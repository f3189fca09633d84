//! Instruction builder for a single output function.

use std::collections::HashMap;

use boxel_core::lir::{
    BasicBlockId, Linkage, LirBasicBlock, LirFunction, LirFunctionSignature, LirId, LirInstruction,
    LirInstructionKind, LirLocal, LirTerminator, LirValue, Ty,
};
use tracing::trace;

use crate::catalog::HelperRef;
use crate::error::{isel_error, Result};

/// Appends instructions at an insertion point, numbering results per function.
pub struct FunctionBuilder {
    function: LirFunction,
    current: Option<BasicBlockId>,
    next_id: LirId,
    register_types: HashMap<LirId, Ty>,
}

impl FunctionBuilder {
    pub fn new(name: impl Into<String>, signature: LirFunctionSignature, linkage: Linkage) -> Self {
        Self {
            function: LirFunction::new(name, signature, linkage),
            current: None,
            next_id: 0,
            register_types: HashMap::new(),
        }
    }

    pub fn name(&self) -> &str {
        &self.function.name
    }

    pub fn add_argument(&mut self, name: &str, ty: Ty) -> LirValue {
        let id = self.function.locals.len() as u32;
        self.function.locals.push(LirLocal {
            id,
            ty,
            name: Some(name.to_string()),
            is_argument: true,
        });
        LirValue::Local(id)
    }

    pub fn create_block(&mut self, label: Option<String>) -> BasicBlockId {
        let id = self.function.basic_blocks.len() as BasicBlockId;
        trace!(function = %self.function.name, block = id, ?label, "creating block");
        self.function.add_basic_block(LirBasicBlock::new(id, label));
        id
    }

    pub fn block_count(&self) -> usize {
        self.function.basic_blocks.len()
    }

    pub fn position_at_end(&mut self, block: BasicBlockId) {
        self.current = Some(block);
    }

    fn emit(&mut self, kind: LirInstructionKind, result: Option<Ty>) -> Result<LirValue> {
        let block = self
            .current
            .and_then(|id| self.function.get_basic_block_mut(id))
            .ok_or_else(|| isel_error("no insertion block"))?;
        let id = self.next_id;
        self.next_id += 1;
        let mut instruction = LirInstruction::new(id, kind);
        if let Some(ty) = result {
            self.register_types.insert(id, ty.clone());
            instruction = instruction.with_type(ty);
        }
        block.add_instruction(instruction);
        Ok(LirValue::Register(id))
    }

    pub fn alloca(&mut self, ty: &Ty) -> Result<LirValue> {
        self.emit(LirInstructionKind::Alloca { ty: ty.clone() }, Some(ty.ptr_to()))
    }

    pub fn load(&mut self, address: LirValue) -> Result<LirValue> {
        let ty = self
            .value_type(&address)
            .and_then(|ty| ty.pointee().cloned())
            .ok_or_else(|| isel_error("load from a value that is not a pointer"))?;
        self.emit(LirInstructionKind::Load { address }, Some(ty))
    }

    pub fn store(&mut self, value: LirValue, address: LirValue) -> Result<()> {
        self.emit(LirInstructionKind::Store { value, address }, None)?;
        Ok(())
    }

    pub fn call(&mut self, helper: &HelperRef, args: Vec<LirValue>) -> Result<LirValue> {
        trace!(function = %self.function.name, helper = %helper.name, "calling runtime helper");
        self.emit(
            LirInstructionKind::Call {
                function: helper.callee(),
                args,
            },
            Some(helper.signature.return_type.clone()),
        )
    }

    /// Close the current block.
    pub fn terminate(&mut self, terminator: LirTerminator) -> Result<()> {
        let block = self
            .current
            .ok_or_else(|| isel_error("no insertion block"))?;
        if !self.function.set_terminator(block, terminator) {
            return Err(isel_error(format!("block bb{} does not exist", block)));
        }
        Ok(())
    }

    pub fn value_type(&self, value: &LirValue) -> Option<Ty> {
        match value {
            LirValue::Register(id) => self.register_types.get(id).cloned(),
            LirValue::Constant(constant) => Some(constant.ty()),
            LirValue::Global(_, ty) => Some(ty.clone()),
            LirValue::Local(id) => self
                .function
                .locals
                .iter()
                .find(|local| local.id == *id)
                .map(|local| local.ty.clone()),
            LirValue::Function(_) => None,
        }
    }

    pub fn finish(self) -> LirFunction {
        self.function
    }
}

Aim of the exercise: Find "FunctionBuilder" in the data above. Report each line where it appears.

Output:
pub struct FunctionBuilder {
impl FunctionBuilder {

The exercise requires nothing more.